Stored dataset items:
============

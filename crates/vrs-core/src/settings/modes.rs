// Copyright 2025 eraflo
//
// Licensed under the Apache License, Version 2.0 (the "License");
// you may not use this file except in compliance with the License.
// You may obtain a copy of the License at
//
//     http://www.apache.org/licenses/LICENSE-2.0
//
// Unless required by applicable law or agreed to in writing, software
// distributed under the License is distributed on an "AS IS" BASIS,
// WITHOUT WARRANTIES OR CONDITIONS OF ANY KIND, either express or implied.
// See the License for the specific language governing permissions and
// limitations under the License.

//! Parameter groups, one per generator mode.
//!
//! Numeric fields are private so every write goes through a clamping setter.

use super::range::ParamRange;
use super::DiagnosticView;
use serde::{Deserialize, Serialize};

/// Parameters of the foveated generator.
#[derive(Debug, Clone, Copy, PartialEq, Serialize, Deserialize)]
#[serde(default)]
pub struct FoveatedSettings {
    inner_radius: f32,
    outer_radius: f32,
    center_offset_x: f32,
    center_offset_y: f32,
    /// Recompute the center offset from the pointer every frame.
    pub track_pointer: bool,
}

impl FoveatedSettings {
    /// Radius of the full-rate disc, in tiles.
    pub const INNER_RADIUS: ParamRange = ParamRange::new("foveated.inner_radius", 0.0, 100.0, 30.0);
    /// Radius beyond which the coarsest rate applies, in tiles.
    pub const OUTER_RADIUS: ParamRange = ParamRange::new("foveated.outer_radius", 0.0, 100.0, 50.0);
    /// Horizontal offset of the focal point from the screen center, in tiles.
    pub const CENTER_OFFSET_X: ParamRange =
        ParamRange::new("foveated.center_offset_x", -100.0, 100.0, 0.0);
    /// Vertical offset of the focal point from the screen center, in tiles.
    pub const CENTER_OFFSET_Y: ParamRange =
        ParamRange::new("foveated.center_offset_y", -100.0, 100.0, 0.0);

    /// Inner radius in tiles.
    pub fn inner_radius(&self) -> f32 {
        self.inner_radius
    }

    /// Sets the inner radius, clamped.
    pub fn set_inner_radius(&mut self, value: f32) {
        self.inner_radius = Self::INNER_RADIUS.clamp(value);
    }

    /// Outer radius in tiles.
    pub fn outer_radius(&self) -> f32 {
        self.outer_radius
    }

    /// Sets the outer radius, clamped.
    pub fn set_outer_radius(&mut self, value: f32) {
        self.outer_radius = Self::OUTER_RADIUS.clamp(value);
    }

    /// `(x, y)` offset of the focal point in tiles.
    pub fn center_offset(&self) -> (f32, f32) {
        (self.center_offset_x, self.center_offset_y)
    }

    /// Sets the focal point offset, clamped per axis.
    pub fn set_center_offset(&mut self, x: f32, y: f32) {
        self.center_offset_x = Self::CENTER_OFFSET_X.clamp(x);
        self.center_offset_y = Self::CENTER_OFFSET_Y.clamp(y);
    }

    /// Sets the focal point offset from pointer tracking. Saturates silently,
    /// a pointer near the edge of a wide display is routinely out of range.
    pub fn set_tracked_center_offset(&mut self, x: f32, y: f32) {
        self.center_offset_x = Self::CENTER_OFFSET_X.saturate(x);
        self.center_offset_y = Self::CENTER_OFFSET_Y.saturate(y);
    }

    pub(crate) fn sanitize(&mut self) {
        self.set_inner_radius(self.inner_radius);
        self.set_outer_radius(self.outer_radius);
        self.set_center_offset(self.center_offset_x, self.center_offset_y);
    }
}

impl Default for FoveatedSettings {
    fn default() -> Self {
        Self {
            inner_radius: Self::INNER_RADIUS.default,
            outer_radius: Self::OUTER_RADIUS.default,
            center_offset_x: Self::CENTER_OFFSET_X.default,
            center_offset_y: Self::CENTER_OFFSET_Y.default,
            track_pointer: true,
        }
    }
}

/// Parameters of the depth level-of-detail generator.
#[derive(Debug, Clone, Copy, PartialEq, Serialize, Deserialize)]
#[serde(default)]
pub struct DepthLodSettings {
    lod_near: f32,
    lod_far: f32,
    camera_near: f32,
    camera_far: f32,
}

impl DepthLodSettings {
    /// Normalized depth below which tiles stay at full rate.
    pub const LOD_NEAR: ParamRange = ParamRange::new("depth_lod.lod_near", 0.0, 1.0, 0.2);
    /// Normalized depth beyond which tiles get the coarsest rate.
    pub const LOD_FAR: ParamRange = ParamRange::new("depth_lod.lod_far", 0.0, 1.0, 0.5);
    /// Camera near clip distance.
    pub const CAMERA_NEAR: ParamRange = ParamRange::new("depth_lod.camera_near", 1.0, 10000.0, 1.0);
    /// Camera far clip distance.
    pub const CAMERA_FAR: ParamRange =
        ParamRange::new("depth_lod.camera_far", 1.0, 10000.0, 10000.0);

    /// `(lod_near, lod_far)`.
    pub fn lod_range(&self) -> (f32, f32) {
        (self.lod_near, self.lod_far)
    }

    /// Sets the normalized LOD band, clamped.
    pub fn set_lod_range(&mut self, near: f32, far: f32) {
        self.lod_near = Self::LOD_NEAR.clamp(near);
        self.lod_far = Self::LOD_FAR.clamp(far);
    }

    /// `(near, far)` camera clip distances.
    pub fn camera_clip(&self) -> (f32, f32) {
        (self.camera_near, self.camera_far)
    }

    /// Sets the camera clip distances, clamped. Normally fed from the camera
    /// collaborator every frame.
    pub fn set_camera_clip(&mut self, near: f32, far: f32) {
        self.camera_near = Self::CAMERA_NEAR.clamp(near);
        self.camera_far = Self::CAMERA_FAR.clamp(far);
    }

    pub(crate) fn sanitize(&mut self) {
        self.set_lod_range(self.lod_near, self.lod_far);
        self.set_camera_clip(self.camera_near, self.camera_far);
    }
}

impl Default for DepthLodSettings {
    fn default() -> Self {
        Self {
            lod_near: Self::LOD_NEAR.default,
            lod_far: Self::LOD_FAR.default,
            camera_near: Self::CAMERA_NEAR.default,
            camera_far: Self::CAMERA_FAR.default,
        }
    }
}

/// Parameters of the depth-of-field-linked generator.
#[derive(Debug, Clone, Copy, PartialEq, Eq, Default, Serialize, Deserialize)]
#[serde(default)]
pub struct DepthOfFieldSettings {
    /// Ask the depth-of-field pass for its low-quality rate map.
    pub low_quality: bool,
}

/// Parameters of the compute-diagnostic generator.
#[derive(Debug, Clone, Copy, PartialEq, Eq, Default, Serialize, Deserialize)]
#[serde(default)]
pub struct DiagnosticSettings {
    /// What the pass paints into the debug output.
    pub view: DiagnosticView,
}

/// Parameters of the contrast-adaptive generator.
#[derive(Debug, Clone, Copy, PartialEq, Serialize, Deserialize)]
#[serde(default)]
pub struct ContrastAdaptiveSettings {
    sensitivity_threshold: f32,
    quarter_rate_sensitivity: f32,
    environment_luma: f32,
    weber_fechner_constant: f32,
    /// Use the Weber-Fechner threshold instead of the linear one.
    pub use_weber_fechner: bool,
    /// Attenuate per-tile errors by the tile's motion.
    pub use_motion_vectors: bool,
    /// Recompute the sensitivity threshold from GPU frame time every frame.
    pub dynamic_threshold: bool,
    dynamic_target_fps: u32,
}

impl ContrastAdaptiveSettings {
    /// Just-noticeable-difference scale `τ`.
    pub const SENSITIVITY_THRESHOLD: ParamRange =
        ParamRange::new("contrast_adaptive.sensitivity_threshold", 0.0, 1.0, 0.15);
    /// Quarter-rate constant `K`.
    pub const QUARTER_RATE_SENSITIVITY: ParamRange =
        ParamRange::new("contrast_adaptive.quarter_rate_sensitivity", 0.0, 10.0, 2.13);
    /// Ambient luma added to tile averages.
    pub const ENVIRONMENT_LUMA: ParamRange =
        ParamRange::new("contrast_adaptive.environment_luma", 0.0, 10.0, 0.05);
    /// Weber-Fechner constant `c`.
    pub const WEBER_FECHNER_CONSTANT: ParamRange =
        ParamRange::new("contrast_adaptive.weber_fechner_constant", 0.0, 10.0, 1.0);
    /// Frame rate the dynamic threshold aims for.
    pub const DYNAMIC_TARGET_FPS: ParamRange =
        ParamRange::new("contrast_adaptive.dynamic_target_fps", 15.0, 60.0, 30.0);

    /// Sensitivity threshold `τ`.
    pub fn sensitivity_threshold(&self) -> f32 {
        self.sensitivity_threshold
    }

    /// Sets `τ`, clamped to [0, 1].
    pub fn set_sensitivity_threshold(&mut self, value: f32) {
        self.sensitivity_threshold = Self::SENSITIVITY_THRESHOLD.clamp(value);
    }

    /// Sets `τ` from the frame-time controller. Clamps without a notice since
    /// saturation is the expected steady state when the GPU is far over budget.
    pub fn set_dynamic_sensitivity_threshold(&mut self, value: f32) {
        self.sensitivity_threshold = Self::SENSITIVITY_THRESHOLD.saturate(value);
    }

    /// Quarter-rate constant `K`.
    pub fn quarter_rate_sensitivity(&self) -> f32 {
        self.quarter_rate_sensitivity
    }

    /// Sets `K`, clamped.
    pub fn set_quarter_rate_sensitivity(&mut self, value: f32) {
        self.quarter_rate_sensitivity = Self::QUARTER_RATE_SENSITIVITY.clamp(value);
    }

    /// Ambient luma.
    pub fn environment_luma(&self) -> f32 {
        self.environment_luma
    }

    /// Sets the ambient luma, clamped.
    pub fn set_environment_luma(&mut self, value: f32) {
        self.environment_luma = Self::ENVIRONMENT_LUMA.clamp(value);
    }

    /// Weber-Fechner constant `c`.
    pub fn weber_fechner_constant(&self) -> f32 {
        self.weber_fechner_constant
    }

    /// Sets `c`, clamped.
    pub fn set_weber_fechner_constant(&mut self, value: f32) {
        self.weber_fechner_constant = Self::WEBER_FECHNER_CONSTANT.clamp(value);
    }

    /// Frame rate targeted by the dynamic threshold.
    pub fn dynamic_target_fps(&self) -> u32 {
        self.dynamic_target_fps
    }

    /// Sets the target frame rate, clamped to [15, 60].
    pub fn set_dynamic_target_fps(&mut self, fps: u32) {
        self.dynamic_target_fps = Self::DYNAMIC_TARGET_FPS.clamp(fps as f32) as u32;
    }

    /// Frame time matching the target frame rate, in milliseconds.
    pub fn target_frame_time_ms(&self) -> f32 {
        1000.0 / self.dynamic_target_fps.max(1) as f32
    }

    pub(crate) fn sanitize(&mut self) {
        self.set_sensitivity_threshold(self.sensitivity_threshold);
        self.set_quarter_rate_sensitivity(self.quarter_rate_sensitivity);
        self.set_environment_luma(self.environment_luma);
        self.set_weber_fechner_constant(self.weber_fechner_constant);
        self.set_dynamic_target_fps(self.dynamic_target_fps);
    }
}

impl Default for ContrastAdaptiveSettings {
    fn default() -> Self {
        Self {
            sensitivity_threshold: Self::SENSITIVITY_THRESHOLD.default,
            quarter_rate_sensitivity: Self::QUARTER_RATE_SENSITIVITY.default,
            environment_luma: Self::ENVIRONMENT_LUMA.default,
            weber_fechner_constant: Self::WEBER_FECHNER_CONSTANT.default,
            use_weber_fechner: false,
            use_motion_vectors: false,
            dynamic_threshold: false,
            dynamic_target_fps: Self::DYNAMIC_TARGET_FPS.default as u32,
        }
    }
}

/// Debug overlay toggles.
#[derive(Debug, Clone, Copy, PartialEq, Eq, Serialize, Deserialize)]
#[serde(default)]
pub struct DebugOverlaySettings {
    /// Draw the overlay at all.
    pub enabled: bool,
    /// Blend the tint over the frame instead of replacing it.
    pub blend_mask: bool,
    /// Draw tile borders.
    pub draw_grid: bool,
}

impl Default for DebugOverlaySettings {
    fn default() -> Self {
        Self {
            enabled: false,
            blend_mask: true,
            draw_grid: false,
        }
    }
}

#[cfg(test)]
mod tests {
    use super::*;

    #[test]
    fn test_foveated_defaults_and_clamps() {
        let mut fov = FoveatedSettings::default();
        assert_eq!(fov.inner_radius(), 30.0);
        assert_eq!(fov.outer_radius(), 50.0);
        assert!(fov.track_pointer);
        fov.set_inner_radius(-3.0);
        fov.set_outer_radius(1e9);
        fov.set_center_offset(-500.0, 12.5);
        assert_eq!(fov.inner_radius(), 0.0);
        assert_eq!(fov.outer_radius(), 100.0);
        assert_eq!(fov.center_offset(), (-100.0, 12.5));
    }

    #[test]
    fn test_contrast_adaptive_defaults() {
        let ca = ContrastAdaptiveSettings::default();
        assert_eq!(ca.sensitivity_threshold(), 0.15);
        assert_eq!(ca.quarter_rate_sensitivity(), 2.13);
        assert_eq!(ca.environment_luma(), 0.05);
        assert_eq!(ca.weber_fechner_constant(), 1.0);
        assert_eq!(ca.dynamic_target_fps(), 30);
        assert!(!ca.use_weber_fechner && !ca.use_motion_vectors && !ca.dynamic_threshold);
    }

    #[test]
    fn test_target_fps_clamp() {
        let mut ca = ContrastAdaptiveSettings::default();
        ca.set_dynamic_target_fps(500);
        assert_eq!(ca.dynamic_target_fps(), 60);
        ca.set_dynamic_target_fps(0);
        assert_eq!(ca.dynamic_target_fps(), 15);
        approx::assert_relative_eq!(ca.target_frame_time_ms(), 1000.0 / 15.0);
    }

    #[test]
    fn test_dynamic_threshold_saturates() {
        let mut ca = ContrastAdaptiveSettings::default();
        ca.set_dynamic_sensitivity_threshold(37.0);
        assert_eq!(ca.sensitivity_threshold(), 1.0);
        ca.set_dynamic_sensitivity_threshold(f32::NAN);
        assert_eq!(ca.sensitivity_threshold(), 0.15);
    }

    #[test]
    fn test_depth_lod_defaults() {
        let lod = DepthLodSettings::default();
        assert_eq!(lod.lod_range(), (0.2, 0.5));
        assert_eq!(lod.camera_clip(), (1.0, 10000.0));
    }
}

============

Retype the entries exactly from the first line, stopping after the line with "disc, in tiles.".

--- Answer ---
filename crates/vrs-core/src/settings/modes.rs
// Copyright 2025 eraflo
//
// Licensed under the Apache License, Version 2.0 (the "License");
// you may not use this file except in compliance with the License.
// You may obtain a copy of the License at
//
//     http://www.apache.org/licenses/LICENSE-2.0
//
// Unless required by applicable law or agreed to in writing, software
// distributed under the License is distributed on an "AS IS" BASIS,
// WITHOUT WARRANTIES OR CONDITIONS OF ANY KIND, either express or implied.
// See the License for the specific language governing permissions and
// limitations under the License.

//! Parameter groups, one per generator mode.
//!
//! Numeric fields are private so every write goes through a clamping setter.

use super::range::ParamRange;
use super::DiagnosticView;
use serde::{Deserialize, Serialize};

/// Parameters of the foveated generator.
#[derive(Debug, Clone, Copy, PartialEq, Serialize, Deserialize)]
#[serde(default)]
pub struct FoveatedSettings {
    inner_radius: f32,
    outer_radius: f32,
    center_offset_x: f32,
    center_offset_y: f32,
    /// Recompute the center offset from the pointer every frame.
    pub track_pointer: bool,
}

impl FoveatedSettings {
    /// Radius of the full-rate disc, in tiles.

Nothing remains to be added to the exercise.